In science, a “catalyst” is a substance that increases specific chemical reactions. In a larger sense, a catalyst is a force that provokes or speeds significant change or action. Each of you in this audience is a catalyst…a force that provokes change in the systems of care in which you operate. This conference is a wonderful opportunity to hear from professionals and organizations from across the State about the cutting edge work that is taking place. It’s an opportunity to develop new skills…and to learn more about how to better serve this complex population.
Your presence here today suggests that you are ready to take this on…to do things differently…to collaborate with partners across substance abuse treatment and prevention, mental health, general health, and the recovery community to make tangible improvements in the way you and your organizations screen, assess, diagnose, and deliver recovery-oriented care for persons with co-occurring disorders.

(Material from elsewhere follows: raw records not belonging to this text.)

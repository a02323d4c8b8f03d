//! Errors shown until the user dismisses them.

use crate::{Dismiss, close_id};
use deck_dom::{Dom, EventKind, InsertPosition, Node, id};
use log::error;

#[derive(Clone, Debug, PartialEq, Eq)]
pub struct ErrorEntry {
    /// Generated element id, unique within one log.
    pub id: String,
    pub name: String,
    pub text: String,
}

/// Errors are not deduplicated, not bounded and never expire.
pub struct ErrorLog {
    container: String,
    entries: Vec<ErrorEntry>,
    next_serial: u64,
}

pub const ERROR_SCOPE: &str = "error";

impl ErrorLog {
    pub fn new(container: impl Into<String>) -> Self {
        Self {
            container: container.into(),
            entries: Vec::new(),
            next_serial: 0,
        }
    }

    pub fn len(&self) -> usize {
        self.entries.len()
    }

    pub fn is_empty(&self) -> bool {
        self.entries.is_empty()
    }

    /// Entries, oldest first.
    pub fn entries(&self) -> &[ErrorEntry] {
        &self.entries
    }

    pub fn contains(&self, id: &str) -> bool {
        self.entries.iter().any(|e| e.id == id)
    }

    /// Show a new error at the top of the list and return its id.
    pub fn append<A, D>(&mut self, dom: &mut D, name: &str, text: &str) -> String
    where
        A: From<Dismiss>,
        D: Dom<A> + ?Sized,
    {
        let id = id::part(&id::scoped(ERROR_SCOPE, name), &self.next_serial.to_string());
        self.next_serial += 1;

        let node = Node::new("div")
            .id(id.clone())
            .class("w3-bar w3-animate-bottom w3-red")
            .style("padding: 10px 15px 10px 15px;")
            .child(
                Node::new("span")
                    .id(close_id(&id))
                    .class("w3-closebtn")
                    .html("&times;"),
            )
            .child(Node::new("h3").html(name.to_string()))
            .child(Node::new("p").html(text.to_string()));

        match dom.insert(&self.container, InsertPosition::AfterBegin, node) {
            Ok(()) => {
                dom.listen(
                    &close_id(&id),
                    EventKind::Click,
                    A::from(Dismiss::Error(id.clone())),
                );
                self.entries.push(ErrorEntry {
                    id: id.clone(),
                    name: name.to_string(),
                    text: text.to_string(),
                });
            }
            Err(e) => error!("Failed to render error '{}': {}", name, e),
        }
        id
    }

    /// Remove the entry with exactly this id. Absent ids are ignored.
    pub fn remove<A, D>(&mut self, dom: &mut D, id: &str) -> bool
    where
        D: Dom<A> + ?Sized,
    {
        let Some(pos) = self.entries.iter().position(|e| e.id == id) else {
            return false;
        };
        self.entries.remove(pos);
        dom.remove(id);
        true
    }
}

We at SAMHSA applaud the progress you have made and the forward-thinking leadership you continue to show. We have great expectations for the future. I urge you to continue to use your skills and talents—as key levers of change—to contribute to our national efforts to improve treatment for all Americans with co-occurring disorders. Archimedes, the Greek mathematician, physicist and engineer whose work on levers and the first machines was well ahead of his time, said, "Give me a lever long enough, and a place on which to rest it, and I will move the world." I urge you to use your power…your leverage…to advance this movement toward integrated care and change the world for people living with co-occurring disorders. Thank you.